There seems to be a consensus toward building a web of trust.
Thinking about it again, I don't like much the direction it is going.
I see tor as a web of untrust actually. I never much appreciated the power already granted to
directory authorities. I want to be able to use any relay (I choose) as guard or exit easily
(at the operator's discretion), but currently unless Im mistaken I need to wait for those authorities
to flag them as appropriate.
Some of this power makes sense at the network level to balance traffic fluently between relays and
decrease the probability of bad actors obtaining meaningful data, but others like the recent ban
initiated by nunseu sounds like abuse to me. His proposal moves forward in that direction imo.

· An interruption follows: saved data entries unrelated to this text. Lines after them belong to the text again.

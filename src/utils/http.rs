// src/utils/http.rs

//! HTTP client utilities.

use std::time::Duration;

use reqwest::header::{ACCEPT, ACCEPT_LANGUAGE, HeaderMap, HeaderValue, USER_AGENT};
use reqwest::{Client, RequestBuilder};
use serde::de::DeserializeOwned;

use crate::error::Result;
use crate::models::HttpConfig;

/// Browser-like User-Agent for boards that only serve HTML to browsers.
pub const BROWSER_USER_AGENT: &str = "Mozilla/5.0 (Windows NT 10.0; Win64; x64) \
     AppleWebKit/537.36 (KHTML, like Gecko) Chrome/91.0.4472.124 Safari/537.36";

/// Create a configured asynchronous HTTP client.
pub fn create_client(config: &HttpConfig) -> Result<Client> {
    let client = Client::builder()
        .user_agent(&config.user_agent)
        .timeout(Duration::from_secs(config.timeout_secs))
        .build()?;
    Ok(client)
}

/// Send a request and decode a successful response body as JSON.
pub async fn fetch_json<T: DeserializeOwned>(request: RequestBuilder) -> Result<T> {
    let value = request
        .header(ACCEPT, "application/json")
        .send()
        .await?
        .error_for_status()?
        .json::<T>()
        .await?;
    Ok(value)
}

/// Fetch an HTML page with browser headers and return its text.
pub async fn fetch_html(client: &Client, url: &str) -> Result<String> {
    let text = client
        .get(url)
        .headers(browser_headers())
        .send()
        .await?
        .error_for_status()?
        .text()
        .await?;
    Ok(text)
}

fn browser_headers() -> HeaderMap {
    let mut headers = HeaderMap::new();
    headers.insert(USER_AGENT, HeaderValue::from_static(BROWSER_USER_AGENT));
    headers.insert(
        ACCEPT,
        HeaderValue::from_static("text/html,application/xhtml+xml,application/xml;q=0.9,*/*;q=0.8"),
    );
    headers.insert(ACCEPT_LANGUAGE, HeaderValue::from_static("en-US,en;q=0.5"));
    headers
}

/// Pause between paginated requests.
pub async fn pause(millis: u64) {
    if millis > 0 {
        tokio::time::sleep(Duration::from_millis(millis)).await;
    }
}

#[cfg(test)]
mod tests {
    use super::*;

    #[test]
    fn test_create_client_from_defaults() {
        assert!(create_client(&HttpConfig::default()).is_ok());
    }

    #[test]
    fn test_browser_headers_override_user_agent() {
        let headers = browser_headers();
        assert_eq!(headers.get(USER_AGENT).unwrap(), BROWSER_USER_AGENT);
        assert!(headers.contains_key(ACCEPT));
    }
}
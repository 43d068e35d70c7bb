// src/services/collector.rs

//! Per-source accumulation of filtered listings.

use std::collections::HashSet;

use crate::models::NormalizedJob;
use crate::services::KeywordFilter;

/// Gathers the listings of one source invocation.
///
/// Normalizes each candidate, drops incomplete ones, applies the keyword
/// filter and stops accepting once the per-board cap is reached. The seen-ID
/// set lives only as long as the collector, so repeats are tracked within a
/// single source run and never across sources or runs.
pub struct JobCollector<'a> {
    filter: &'a KeywordFilter,
    limit: usize,
    seen_ids: HashSet<String>,
    jobs: Vec<NormalizedJob>,
    incomplete: usize,
    rejected: usize,
}

impl<'a> JobCollector<'a> {
    /// Create a collector keeping at most `limit` listings.
    pub fn new(filter: &'a KeywordFilter, limit: usize) -> Self {
        Self {
            filter,
            limit,
            seen_ids: HashSet::new(),
            jobs: Vec::new(),
            incomplete: 0,
            rejected: 0,
        }
    }

    /// True once the cap is reached; callers stop paginating.
    pub fn is_full(&self) -> bool {
        self.jobs.len() >= self.limit
    }

    /// Record a board-specific listing ID. Returns false if it was already
    /// seen in this run. Blank IDs are never treated as repeats.
    pub fn first_sighting(&mut self, id: &str) -> bool {
        let id = id.trim();
        if id.is_empty() {
            return true;
        }
        self.seen_ids.insert(id.to_string())
    }

    /// Offer a candidate. Returns true if it was kept.
    pub fn offer(&mut self, job: NormalizedJob) -> bool {
        if self.is_full() {
            return false;
        }

        let job = job.normalized();
        if !job.is_complete() {
            self.incomplete += 1;
            return false;
        }

        if !self.filter.matches(&job) {
            self.rejected += 1;
            return false;
        }

        self.jobs.push(job);
        true
    }

    /// Finish the run, logging how many candidates were dropped.
    pub fn finish(self, source: &str) -> Vec<NormalizedJob> {
        log::debug!(
            "{}: kept {}, filtered out {}, incomplete {}",
            source,
            self.jobs.len(),
            self.rejected,
            self.incomplete
        );
        self.jobs
    }
}

#[cfg(test)]
mod tests {
    use super::*;
    use crate::models::FilterConfig;

    fn filter() -> KeywordFilter {
        KeywordFilter::new(&FilterConfig {
            job_keywords: vec!["ai".into()],
            role_keywords: vec!["engineer".into()],
            location_keywords: vec!["anywhere".into()],
            ..FilterConfig::default()
        })
        .unwrap()
    }

    #[test]
    fn test_offer_filters_and_normalizes() {
        let filter = filter();
        let mut collector = JobCollector::new(&filter, 10);

        assert!(collector.offer(NormalizedJob::new("  AI Engineer ", " Acme ")));
        assert!(!collector.offer(NormalizedJob::new("Email Engineer", "Acme")));

        let jobs = collector.finish("test");
        assert_eq!(jobs.len(), 1);
        assert_eq!(jobs[0].title, "AI Engineer");
        assert_eq!(jobs[0].company, "Acme");
        assert_eq!(jobs[0].location, "Remote");
    }

    #[test]
    fn test_offer_discards_incomplete_records() {
        let filter = filter();
        let mut collector = JobCollector::new(&filter, 10);

        assert!(!collector.offer(NormalizedJob::new("AI Engineer", "   ")));
        assert!(!collector.offer(NormalizedJob::new("", "Acme")));
        assert!(collector.finish("test").is_empty());
    }

    #[test]
    fn test_cap_stops_accepting() {
        let filter = filter();
        let mut collector = JobCollector::new(&filter, 2);

        for i in 0..5 {
            collector.offer(NormalizedJob::new(format!("AI Engineer {i}"), "Acme"));
        }

        assert!(collector.is_full());
        let jobs = collector.finish("test");
        assert_eq!(jobs.len(), 2);
        assert_eq!(jobs[1].title, "AI Engineer 1");
    }

    #[test]
    fn test_first_sighting_tracks_ids() {
        let filter = filter();
        let mut collector = JobCollector::new(&filter, 10);

        assert!(collector.first_sighting("123"));
        assert!(!collector.first_sighting("123"));
        assert!(!collector.first_sighting(" 123 "));
        assert!(collector.first_sighting(""));
        assert!(collector.first_sighting(""));
    }
}
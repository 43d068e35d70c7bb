// src/utils/location.rs

//! Location heuristics for boards that mix remote and on-site listings.

/// Words indicating a listing is not tied to an office.
const REMOTE_MARKERS: [&str; 4] = ["remote", "worldwide", "anywhere", "distributed"];

/// US states and cities that turn a "remote" listing into a region-locked one.
const US_REGIONS: &[&str] = &[
    "alabama",
    "alaska",
    "arizona",
    "arkansas",
    "california",
    "colorado",
    "connecticut",
    "delaware",
    "florida",
    "georgia",
    "hawaii",
    "idaho",
    "illinois",
    "indiana",
    "iowa",
    "kansas",
    "kentucky",
    "louisiana",
    "maine",
    "maryland",
    "massachusetts",
    "michigan",
    "minnesota",
    "mississippi",
    "missouri",
    "montana",
    "nebraska",
    "nevada",
    "new hampshire",
    "new jersey",
    "new mexico",
    "new york",
    "north carolina",
    "north dakota",
    "ohio",
    "oklahoma",
    "oregon",
    "pennsylvania",
    "rhode island",
    "south carolina",
    "south dakota",
    "tennessee",
    "texas",
    "utah",
    "vermont",
    "virginia",
    "washington",
    "west virginia",
    "wisconsin",
    "wyoming",
    "washington d.c.",
    "washington, d.c.",
    "san francisco",
    "seattle",
    "austin",
    "boston",
    "chicago",
    "remote - us",
    "remote, us",
];

/// True if the location mentions any remote marker.
pub fn is_remote(location: &str) -> bool {
    let loc = location.to_lowercase();
    REMOTE_MARKERS.iter().any(|marker| loc.contains(marker))
}

/// True if the location names a US state, city or US-only remote pool.
pub fn is_us_restricted(location: &str) -> bool {
    let loc = location.to_lowercase();
    US_REGIONS.iter().any(|region| loc.contains(region))
}

/// Remote and, when `worldwide_only` is set, not locked to a US region.
pub fn accepts_remote_location(location: &str, worldwide_only: bool) -> bool {
    is_remote(location) && !(worldwide_only && is_us_restricted(location))
}

/// Lenient check for boards that list few locations: none at all, or any
/// entry marked remote or flexible.
pub fn any_remote_or_flexible<S: AsRef<str>>(locations: &[S]) -> bool {
    locations.is_empty()
        || locations.iter().any(|name| {
            let name = name.as_ref().to_lowercase();
            name.contains("remote") || name.contains("flexible")
        })
}
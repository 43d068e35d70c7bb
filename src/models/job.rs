//! Normalized job record.

use serde::{Deserialize, Serialize};

use crate::utils::truncate_chars;

/// Longest description kept on a record, in characters.
pub const MAX_DESCRIPTION_CHARS: usize = 1000;

/// Location used when a board gives none.
pub const DEFAULT_LOCATION: &str = "Remote";

/// A job listing in the common shape every source produces.
#[derive(Debug, Clone, Default, Serialize, Deserialize, PartialEq, Eq)]
pub struct NormalizedJob {
    /// Job title
    pub title: String,

    /// Hiring company
    pub company: String,

    /// Free-text location (defaults to "Remote")
    pub location: String,

    /// Application or listing link (may be empty)
    pub url: String,

    /// Posting date as reported by the board, unparsed
    pub date_posted: String,

    /// Description text, truncated to [`MAX_DESCRIPTION_CHARS`]
    pub description: String,

    /// Board-specific category and skill labels
    #[serde(default)]
    pub tags: Vec<String>,
}

impl NormalizedJob {
    /// Column names in field order, used as the export header.
    pub const COLUMNS: [&'static str; 7] = [
        "title",
        "company",
        "location",
        "url",
        "date_posted",
        "description",
        "tags",
    ];

    /// Create a record with only title and company set.
    pub fn new(title: impl Into<String>, company: impl Into<String>) -> Self {
        Self {
            title: title.into(),
            company: company.into(),
            ..Self::default()
        }
    }

    /// Apply the conventions shared by all sources: trimmed title and company,
    /// "Remote" for a blank location, and a bounded description.
    pub fn normalized(mut self) -> Self {
        self.title = self.title.trim().to_string();
        self.company = self.company.trim().to_string();

        let location = self.location.trim();
        self.location = if location.is_empty() {
            DEFAULT_LOCATION.to_string()
        } else {
            location.to_string()
        };

        self.url = self.url.trim().to_string();
        self.date_posted = self.date_posted.trim().to_string();
        self.description = truncate_chars(self.description.trim(), MAX_DESCRIPTION_CHARS);
        self.tags = self
            .tags
            .into_iter()
            .map(|t| t.trim().to_string())
            .filter(|t| !t.is_empty())
            .collect();
        self
    }

    /// True when both title and company carry text.
    pub fn is_complete(&self) -> bool {
        !self.title.trim().is_empty() && !self.company.trim().is_empty()
    }

    /// Identity used to collapse the same listing across boards.
    pub fn dedup_key(&self) -> (String, String) {
        (self.company.to_lowercase(), self.title.to_lowercase())
    }

    /// Tags joined into a single line of text.
    pub fn tags_text(&self) -> String {
        self.tags.join(" ")
    }

    /// Project the record onto [`Self::COLUMNS`].
    pub fn to_row(&self) -> [String; 7] {
        [
            self.title.clone(),
            self.company.clone(),
            self.location.clone(),
            self.url.clone(),
            self.date_posted.clone(),
            self.description.clone(),
            self.tags.join(", "),
        ]
    }
}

To be clear, I rely on him and others monitoring the network for bad actors and I believe
they made the right move when kicking them off.
However I think it would be preferable to keep as much as possible the open design at the network level.
Anything trying to build a web of trust should be completely separate, for instance published white and blacklists.
Authorities flagging relays with verified email or physical addresses could publish their lists, and this could
be used by the clients with the default configuration.
But no single relay - however bad someone thinks it is - should be kicked off the network by the network itself.
Especially not on the basis of individual human decisions.
There are a lot of other ways to mitigate sybil attacks, and contrary to the blog post statement that tor can handle
some malicious relay only, I believe the design allows for a network entirely powered by malicious relays provided they
are belonging to different actors and sufficiently distributed amongst them. I personally would not trust any relay Im
not operating directly.
Isn't it a good time to move more decisions to the clients, like choosing between speed vs randomness, agreeing on
blacklists/whitelists of some authority, etc?
Im sorry if I missed some obvious goals of the project or that Im bringing up previously discussed options.
c